ARM64 【AArch64】 A64
概要
ARM64(AArch64)とは、英アーム(Arm)社が開発したマイクロプロセッサ(MPU/CPU)の基本設計(アーキテクチャ)の一つで、プログラムやデータを64ビット単位で処理するためのもの。ARMv8以降に採用されている。従来のARMアーキテクチャ(AArch32)では、プロセッサ内の記憶装置であるレジスタのサイズや外部と一度にやり取りできるデータ長などは32ビット単位だったが、これを拡張し、64ビット単位でコードやデータを扱うことができる。
データを64ビットずつ処理できるため性能が向上し、メインメモリの番地(アドレス)も64ビットの値で指し示せるため、従来より大容量のメモリ装置を扱うことができる。処理効率を高めるため、命令の番号(オペコード)は32ビットに据え置かれている。

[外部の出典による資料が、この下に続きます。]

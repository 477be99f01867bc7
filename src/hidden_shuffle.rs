//! Sequential sampling without replacement via the hidden shuffle.
//!
//! Draws `n` distinct indices from `0..N` and yields them in increasing order,
//! in expected O(n) time and O(1) memory no matter how large `N` is.
//!
//! The sample is split (see [`crate::split`]) into
//! - **high** items: order statistics of `H` uniforms over the span `N - n`,
//!   generated by repeatedly shrinking an interval fraction `a <- a * U^(1/H)`;
//! - **low** items: a sequential acceptance pass over the top `n` slots.
//!
//! When two high draws land on the same slot the duplicate is not redrawn. Its
//! unit of quota moves to the low drawer instead, which cannot collide, so the
//! total work stays bounded by `n`.
//!
//! ## References
//!
//! - Shekelyan & Cormode (2021): *Sequential Random Sampling Revisited: Hidden Shuffle Method*.
//! - Vitter (1984): *Faster methods for random sampling* (sequential skip recurrences).
//!
//! Notes:
//! - `sample_with_rng` / `sample_seeded` exist for deterministic testing/benchmarking.
//! - The iterator never buffers its output; dropping it early needs no cleanup.

use std::iter::FusedIterator;

use log::{debug, trace};
use rand::rngs::{StdRng, ThreadRng};
use rand::SeedableRng;

use crate::split::{split_counts, SplitCounts};
use crate::uniform::UniformSource;

/// Errors for sampling requests.
#[derive(Debug, Clone, PartialEq, Eq)]
pub enum SampleError {
    /// More samples were requested than the population holds.
    InvalidRequest {
        /// Population size `N`.
        population: u64,
        /// Requested sample size `n`.
        sample_size: u64,
    },
}

impl std::fmt::Display for SampleError {
    fn fmt(&self, f: &mut std::fmt::Formatter<'_>) -> std::fmt::Result {
        match self {
            Self::InvalidRequest {
                population,
                sample_size,
            } => write!(
                f,
                "sample size must be <= population (got n={sample_size}, N={population})"
            ),
        }
    }
}

impl std::error::Error for SampleError {}

/// A validated `(N, n)` pair: draw `n` indices from `0..N`.
#[derive(Debug, Clone, Copy, PartialEq, Eq)]
pub struct SampleRequest {
    population: u64,
    sample_size: u64,
}

impl SampleRequest {
    /// Validate a request.
    pub fn new(population: u64, sample_size: u64) -> Result<Self, SampleError> {
        if sample_size > population {
            return Err(SampleError::InvalidRequest {
                population,
                sample_size,
            });
        }
        Ok(Self {
            population,
            sample_size,
        })
    }

    /// Population size `N`.
    pub fn population(&self) -> u64 {
        self.population
    }

    /// Sample size `n`.
    pub fn sample_size(&self) -> u64 {
        self.sample_size
    }

    /// Start a run driven by `rng`.
    ///
    /// The split between the two drawers is computed here, eagerly; the indices
    /// themselves are produced lazily by the returned iterator.
    pub fn sampler<U: UniformSource>(self, mut rng: U) -> HiddenShuffle<U> {
        let split = split_counts(self.population, self.sample_size, &mut rng);
        debug!(
            "hidden shuffle: N={}, n={}, high={}, low={}",
            self.population, self.sample_size, split.high, split.low
        );

        HiddenShuffle {
            population: self.population,
            sample_size: self.sample_size,
            split,
            high: split.high,
            low: split.low,
            frontier: self.sample_size,
            a: 1.0,
            collisions: 0,
            rng,
        }
    }
}

/// Draw `sample_size` sorted, distinct indices from `0..population`.
///
/// Uses the thread-local RNG; not reproducible across runs.
pub fn sample(population: u64, sample_size: u64) -> Result<HiddenShuffle<ThreadRng>, SampleError> {
    sample_with_rng(population, sample_size, rand::rng())
}

/// Like [`sample`], with a caller-supplied source of uniform variates.
///
/// Pass `&mut rng` to keep ownership of a `rand` generator. Output is fully
/// determined by the variates the source produces.
pub fn sample_with_rng<U: UniformSource>(
    population: u64,
    sample_size: u64,
    rng: U,
) -> Result<HiddenShuffle<U>, SampleError> {
    Ok(SampleRequest::new(population, sample_size)?.sampler(rng))
}

/// Like [`sample`], with an owned `StdRng` seeded from `seed`.
pub fn sample_seeded(
    population: u64,
    sample_size: u64,
    seed: u64,
) -> Result<HiddenShuffle<StdRng>, SampleError> {
    let request = SampleRequest::new(population, sample_size)?;
    Ok(request.sampler(StdRng::seed_from_u64(seed)))
}

/// Lazy, strictly increasing stream of sampled indices.
///
/// Yields the high items first (all `< N - n`), then the low items (all `>= N - n`).
#[derive(Debug, Clone)]
pub struct HiddenShuffle<U> {
    population: u64,
    sample_size: u64,
    split: SplitCounts,
    /// Remaining high-range iterations.
    high: u64,
    /// Remaining low-range quota (grows by one per collision).
    low: u64,
    /// Size of the not-yet-scanned part of the top `n` slots.
    frontier: u64,
    /// Current interval fraction, in `(0, 1]`, non-increasing.
    a: f64,
    collisions: u64,
    rng: U,
}

impl<U> HiddenShuffle<U> {
    /// Population size `N`.
    pub fn population(&self) -> u64 {
        self.population
    }

    /// Sample size `n`.
    pub fn sample_size(&self) -> u64 {
        self.sample_size
    }

    /// The high/low split computed when the run started.
    pub fn split(&self) -> SplitCounts {
        self.split
    }

    /// High-range collisions deferred to the low drawer so far.
    pub fn collisions(&self) -> u64 {
        self.collisions
    }

    /// Number of indices still to be yielded.
    ///
    /// Exact at every point: each pending high iteration yields either an index
    /// or one extra unit of low quota.
    pub fn remaining(&self) -> u64 {
        self.high + self.low
    }

    /// The random source driving this run.
    pub fn source(&self) -> &U {
        &self.rng
    }

    /// Consume the iterator, returning its random source.
    pub fn into_source(self) -> U {
        self.rng
    }

    /// Slot reached by the current interval fraction, in `n..=N`.
    #[inline]
    fn slot(&self) -> u64 {
        let span = self.population - self.sample_size;
        // Rounding of huge spans can overshoot `span`; clamp to stay in range.
        let offset = ((self.a * span as f64).floor() as u64).min(span);
        self.sample_size + offset
    }
}

impl<U: UniformSource> HiddenShuffle<U> {
    fn next_high(&mut self) -> Option<u64> {
        while self.high > 0 {
            let s_old = self.slot();
            self.a *= self.rng.next_open01().powf(1.0 / self.high as f64);
            let s = self.slot();
            self.high -= 1;

            if s < s_old {
                return Some(self.population - 1 - s);
            }

            self.low += 1;
            self.collisions += 1;
            trace!("high range: collision at slot {s}, low quota now {}", self.low);
        }
        None
    }

    fn next_low(&mut self) -> Option<u64> {
        if self.low == 0 {
            return None;
        }

        let u = self.rng.next_open01();
        let quota = self.low as f64;
        let mut skip = 0u64;
        // P(skip <= s), built up one slot at a time.
        let mut f = quota / self.frontier as f64;

        // frontier >= low holds throughout, so the divisor never drops below `low`.
        while f < u && skip < self.frontier - self.low {
            skip += 1;
            f = 1.0 - (1.0 - quota / (self.frontier - skip) as f64) * (1.0 - f);
        }

        self.low -= 1;
        self.frontier -= skip + 1;
        Some(self.population - 1 - self.frontier)
    }
}

impl<U: UniformSource> Iterator for HiddenShuffle<U> {
    type Item = u64;

    fn next(&mut self) -> Option<u64> {
        if self.high > 0 {
            if let Some(index) = self.next_high() {
                return Some(index);
            }
            trace!(
                "high range done: {} collisions, {} low items pending",
                self.collisions,
                self.low
            );
        }
        self.next_low()
    }

    fn size_hint(&self) -> (usize, Option<usize>) {
        match usize::try_from(self.remaining()) {
            Ok(n) => (n, Some(n)),
            Err(_) => (usize::MAX, None),
        }
    }
}

impl<U: UniformSource> FusedIterator for HiddenShuffle<U> {}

ARM64では64ビット対応の新たな命令セット(A64)、命令を動作させるのに必要なプロセッサ内部の基本的な仕様(レジスタ構成など)のみを定義しており、具体的なプロセッサ内部の回路構成(マイクロアーキテクチャ)は同社から許諾(ライセンス)を受けたプロセッサメーカーなどが設計する。
様々な企業がARM64対応プロセッサ製品を開発・製造しており、ARM64向けに開発されたソフトウェアは基本的にはどのメーカーの製品でも動作する。32ビット互換モードも搭載されているため、古いARMアーキテクチャ向けのソフトウェアも動作させることができる。
ARM系プロセッサはスマートフォンなどのモバイル端末、機器の制御装置など組み込みシステムで人気が高いが、ARM64は高い性能が求められる高性能スマートフォンやサーバでよく用いられる。汎用コンピュータ製品での普及も見込まれ、Windows 10以降がARM64に新たに対応したり、MacのCPUが米インテル(Intel)系製品からARM64ベースの自社開発チップ(M1など)に変更されるなどの動きが広がっている。